ŌNŌCOR’s ŌNŌ retrieval system gains FDA clearance

Ōnocor, a U.S. healthcare startup with roots in the Penn Center for Innovation, has gained FDA clearance for its Ōno retrieval system, which helps clinicians remove devices from a patient’s vascular system.

The new solution was designed with such interventional procedures as patent foramen ovale (PFO) closure and left atrial appendage (LAA) occlusion in mind. It gives specialists an effective way to remove any “wayward devices” before they make a negative impact on patient outcomes.

“I’ve watched the scope and complexity of endovascular devices and procedures increase rapidly over the last 20 years and have been struck by the absence of an equal advancement in rescue technologies,” Matthew J. Gillespie, MD, Ōnocor co-founder, said in a statement. “The Ōno was invented to help interventionalists ensure the promise of safety that they make to their patients on a daily basis.”

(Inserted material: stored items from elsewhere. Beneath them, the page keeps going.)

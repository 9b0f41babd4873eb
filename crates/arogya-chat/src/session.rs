//! Conversation session: the append-only message log behind a chat view.
//!
//! A submission appends the user message immediately and schedules a
//! one-shot deferred reply. Replies are tracked by abort handles so that
//! closing the session cancels them; the reply task also re-checks the
//! closed flag under the lock, so no message is appended after `close`.

use std::collections::HashMap;
use std::sync::{Arc, Mutex, MutexGuard};
use std::time::Duration;

use arogya_core::config::{ChatConfig, LanguageBinding};
use arogya_core::events::SessionEvent;
use arogya_core::types::{Language, Message};
use arogya_speech::{SpeechPlayback, Utterance};
use tokio::sync::broadcast;
use tokio::task::{AbortHandle, JoinHandle};
use uuid::Uuid;

use crate::error::ChatError;
use crate::resolver::ResponseResolver;

/// Capacity of the per-session event channel.
const EVENT_CHANNEL_CAPACITY: usize = 64;

/// Default relative speaking rate for replies.
const DEFAULT_SPEAKING_RATE: f32 = 0.8;

struct SessionState {
    messages: Vec<Message>,
    language: Language,
    /// Outstanding replies keyed by the user message that triggered them.
    pending: HashMap<Uuid, AbortHandle>,
    closed: bool,
}

struct Shared {
    id: Uuid,
    state: Mutex<SessionState>,
    resolver: ResponseResolver,
    playback: Option<Arc<dyn SpeechPlayback>>,
    speaking_rate: f32,
    language_binding: LanguageBinding,
    reply_delay: Duration,
    events: broadcast::Sender<SessionEvent>,
}

impl Shared {
    // Every critical section leaves the state consistent, so a poisoned
    // lock is still safe to use.
    fn lock(&self) -> MutexGuard<'_, SessionState> {
        self.state.lock().unwrap_or_else(|e| e.into_inner())
    }

    fn emit(&self, event: SessionEvent) {
        // No subscribers is fine.
        let _ = self.events.send(event);
    }

    /// Append the reply for `user_message_id`. Runs on the deferred task.
    fn deliver_reply(
        &self,
        user_message_id: Uuid,
        utterance: &str,
        submit_language: Language,
    ) -> Option<Message> {
        let message = {
            let mut state = self.lock();
            if state.closed {
                tracing::debug!(session_id = %self.id, "Reply dropped, session closed");
                return None;
            }
            state.pending.remove(&user_message_id);

            let language = match self.language_binding {
                LanguageBinding::AtReply => state.language,
                LanguageBinding::AtSubmit => submit_language,
            };
            let message = Message::bot(self.resolver.resolve(utterance, language), language);
            state.messages.push(message.clone());

            self.emit(SessionEvent::MessageAppended {
                session_id: self.id,
                message: message.clone(),
            });
            if state.pending.is_empty() {
                self.emit(SessionEvent::ReplyPendingChanged {
                    session_id: self.id,
                    pending: false,
                });
            }
            // Started under the lock so a concurrent close cannot miss it.
            self.speak(&message);
            message
        };

        tracing::info!(
            session_id = %self.id,
            message_id = %message.id,
            language = %message.language.unwrap_or_default(),
            "Reply appended"
        );
        Some(message)
    }

    /// Hand a reply to playback. `speak` only starts playback, so this is
    /// safe to call with the state locked.
    fn speak(&self, message: &Message) {
        let Some(playback) = &self.playback else {
            return;
        };
        if !playback.is_available() {
            tracing::debug!("Playback unavailable, reply not spoken");
            return;
        }
        let utterance = Utterance::new(
            message.text.clone(),
            message.language.unwrap_or_default(),
            self.speaking_rate,
        );
        if let Err(e) = playback.speak(&utterance) {
            tracing::warn!(error = %e, "Failed to speak reply");
        }
    }
}

// =============================================================================
// Builder
// =============================================================================

/// Configures and creates a [`ConversationSession`].
pub struct SessionBuilder {
    resolver: ResponseResolver,
    language: Language,
    config: ChatConfig,
    playback: Option<Arc<dyn SpeechPlayback>>,
    speaking_rate: f32,
}

impl SessionBuilder {
    pub fn new(resolver: ResponseResolver) -> Self {
        Self {
            resolver,
            language: Language::default(),
            config: ChatConfig::default(),
            playback: None,
            speaking_rate: DEFAULT_SPEAKING_RATE,
        }
    }

    /// Initially selected language.
    pub fn language(mut self, language: Language) -> Self {
        self.language = language;
        self
    }

    pub fn config(mut self, config: ChatConfig) -> Self {
        self.config = config;
        self
    }

    /// Speak replies through `playback` at `rate`.
    pub fn playback(mut self, playback: Arc<dyn SpeechPlayback>, rate: f32) -> Self {
        self.playback = Some(playback);
        self.speaking_rate = rate;
        self
    }

    pub fn build(self) -> ConversationSession {
        let id = Uuid::new_v4();
        let mut messages = Vec::new();
        if self.config.greeting {
            messages.push(Message::bot(
                self.resolver.greeting(self.language),
                self.language,
            ));
        }
        let (events, _) = broadcast::channel(EVENT_CHANNEL_CAPACITY);

        tracing::info!(
            session_id = %id,
            language = %self.language,
            reply_delay_ms = self.config.reply_delay_ms,
            "Conversation session started"
        );

        ConversationSession {
            shared: Arc::new(Shared {
                id,
                state: Mutex::new(SessionState {
                    messages,
                    language: self.language,
                    pending: HashMap::new(),
                    closed: false,
                }),
                resolver: self.resolver,
                playback: self.playback,
                speaking_rate: self.speaking_rate,
                language_binding: self.config.language_binding,
                reply_delay: self.config.reply_delay(),
                events,
            }),
        }
    }
}

// =============================================================================
// Session
// =============================================================================

/// Handle to a reply that has been scheduled but not necessarily appended.
///
/// Dropping the handle does not cancel the reply.
#[derive(Debug)]
pub struct PendingReply {
    user_message_id: Uuid,
    handle: JoinHandle<Option<Message>>,
}

impl PendingReply {
    /// The user message this reply answers.
    pub fn user_message_id(&self) -> Uuid {
        self.user_message_id
    }

    /// Wait for the reply. Returns `None` if the session was closed first.
    pub async fn wait(self) -> Option<Message> {
        self.handle.await.ok().flatten()
    }
}

/// In-memory conversation state for one chat view.
///
/// Replies are scheduled on the ambient tokio runtime, so `submit` must be
/// called from within one. Dropping the session closes it.
pub struct ConversationSession {
    shared: Arc<Shared>,
}

impl ConversationSession {
    pub fn builder(resolver: ResponseResolver) -> SessionBuilder {
        SessionBuilder::new(resolver)
    }

    pub fn id(&self) -> Uuid {
        self.shared.id
    }

    pub fn resolver(&self) -> &ResponseResolver {
        &self.shared.resolver
    }

    /// Snapshot of the log in append order.
    pub fn messages(&self) -> Vec<Message> {
        self.shared.lock().messages.clone()
    }

    pub fn len(&self) -> usize {
        self.shared.lock().messages.len()
    }

    pub fn is_empty(&self) -> bool {
        self.len() == 0
    }

    pub fn language(&self) -> Language {
        self.shared.lock().language
    }

    /// Whether at least one reply is still outstanding.
    pub fn is_pending(&self) -> bool {
        !self.shared.lock().pending.is_empty()
    }

    pub fn pending_count(&self) -> usize {
        self.shared.lock().pending.len()
    }

    pub fn is_closed(&self) -> bool {
        self.shared.lock().closed
    }

    /// Receive events for messages appended after this call.
    pub fn subscribe(&self) -> broadcast::Receiver<SessionEvent> {
        self.shared.events.subscribe()
    }

    /// Submit user text.
    ///
    /// Blank text and submissions to a closed session are ignored and
    /// return `None`. Otherwise the user message is appended now and the
    /// reply after the configured delay.
    pub fn submit(&self, text: &str) -> Option<PendingReply> {
        if text.trim().is_empty() {
            tracing::debug!(session_id = %self.shared.id, "Ignoring blank submission");
            return None;
        }

        let user_message = Message::user(text);
        let user_message_id = user_message.id;

        let mut state = self.shared.lock();
        if state.closed {
            tracing::warn!(session_id = %self.shared.id, "Submission to closed session ignored");
            return None;
        }
        let submit_language = state.language;
        let was_pending = !state.pending.is_empty();

        state.messages.push(user_message.clone());
        self.shared.emit(SessionEvent::MessageAppended {
            session_id: self.shared.id,
            message: user_message,
        });

        // Spawned while holding the lock so the abort handle is registered
        // before the task can look for it.
        let shared = Arc::clone(&self.shared);
        let utterance = text.to_string();
        let handle = tokio::spawn(async move {
            tokio::time::sleep(shared.reply_delay).await;
            shared.deliver_reply(user_message_id, &utterance, submit_language)
        });
        state.pending.insert(user_message_id, handle.abort_handle());

        if !was_pending {
            self.shared.emit(SessionEvent::ReplyPendingChanged {
                session_id: self.shared.id,
                pending: true,
            });
        }
        drop(state);

        tracing::info!(
            session_id = %self.shared.id,
            message_id = %user_message_id,
            text_len = text.len(),
            "User message appended"
        );

        Some(PendingReply {
            user_message_id,
            handle,
        })
    }

    /// Select a language for future replies. Existing messages keep theirs.
    pub fn set_language(&self, language: Language) {
        let mut state = self.shared.lock();
        if state.language == language {
            return;
        }
        state.language = language;
        self.shared.emit(SessionEvent::LanguageChanged {
            session_id: self.shared.id,
            language,
        });
        tracing::info!(session_id = %self.shared.id, %language, "Language changed");
    }

    /// Select a language by code such as `"hi"`.
    pub fn set_language_code(&self, code: &str) -> Result<Language, ChatError> {
        let language =
            Language::from_code(code).ok_or_else(|| ChatError::UnknownLanguage(code.to_string()))?;
        self.set_language(language);
        Ok(language)
    }

    /// Tear the session down: cancel outstanding replies and playback.
    /// Idempotent.
    pub fn close(&self) {
        let cancelled: Vec<(Uuid, AbortHandle)> = {
            let mut state = self.shared.lock();
            if state.closed {
                return;
            }
            state.closed = true;
            let cancelled: Vec<_> = state.pending.drain().collect();

            for (user_message_id, _) in &cancelled {
                self.shared.emit(SessionEvent::ReplyCancelled {
                    session_id: self.shared.id,
                    user_message_id: *user_message_id,
                });
            }
            if !cancelled.is_empty() {
                self.shared.emit(SessionEvent::ReplyPendingChanged {
                    session_id: self.shared.id,
                    pending: false,
                });
            }
            self.shared.emit(SessionEvent::SessionClosed {
                session_id: self.shared.id,
                message_count: state.messages.len(),
            });
            cancelled
        };

        for (_, handle) in &cancelled {
            handle.abort();
        }
        if let Some(playback) = &self.shared.playback {
            playback.cancel();
        }

        tracing::info!(
            session_id = %self.shared.id,
            cancelled_replies = cancelled.len(),
            "Conversation session closed"
        );
    }

    /// Like [`close`](Self::close), but reports whether the session was
    /// already closed.
    pub fn try_close(&self) -> Result<(), ChatError> {
        if self.is_closed() {
            return Err(ChatError::SessionClosed);
        }
        self.close();
        Ok(())
    }
}

impl Drop for ConversationSession {
    fn drop(&mut self) {
        self.close();
    }
}

impl std::fmt::Debug for ConversationSession {
    fn fmt(&self, f: &mut std::fmt::Formatter<'_>) -> std::fmt::Result {
        let state = self.shared.lock();
        f.debug_struct("ConversationSession")
            .field("id", &self.shared.id)
            .field("language", &state.language)
            .field("messages", &state.messages.len())
            .field("pending", &state.pending.len())
            .field("closed", &state.closed)
            .field("has_playback", &self.shared.playback.is_some())
            .finish()
    }
}

// =============================================================================
// Tests
// =============================================================================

Anumana’s ECG-based AI model for pulmonary hypertension receives breakthrough device designation

Anumana, a healthcare technology company focused on artificial intelligence (AI) solutions, has received the FDA’s breakthrough device designation for an AI model designed to detect signs of pulmonary hypertension (PH) in electrocardiogram (ECG) results. This designation from the FDA helps speed up the approval process for certain devices.

The advanced algorithm represents a collaboration between Anumana, Janssen Research and Development and Mayo Clinic. It “reads” 12-lead ECGs and, within seconds, predicts the patient’s likelihood of developing PH.

If approved by the FDA, the algorithm would be available as a download for physicians, allowing them to access it with their smartphone, tablet or computer.

“Early diagnosis of pulmonary hypertension is paramount due to its progression and potential severity,” said Paul Friedman, MD, chair of the department of cardiovascular medicine at Mayo Clinic. “The addition of AI to a standard ECG — a painless, inexpensive, widely used test that is routinely performed — transforms the ECG into a screening tool for PH, with the opportunity to improve outcomes via early detection by guiding appropriate testing.”

FDA now working to ‘return to normal’

According to a recent update from the FDA’s Center for Devices and Radiological Health (CDRH), the pandemic’s impact is still being felt by regulators throughout the agency.

“Since the beginning of the COVID-19 pandemic, the demand for medical devices has far exceeded anything we have seen in previous public health emergencies,” according to the statement. “The FDA’s CDRH has worked to address these unprecedented demands, while continuing to fulfill our mission to protect public health and facilitate medical device innovation. However, the significant increase in workload has adversely impacted our premarket review times for both COVID and non-COVID medical devices and our ability to meet all requests for pre-submission meetings.”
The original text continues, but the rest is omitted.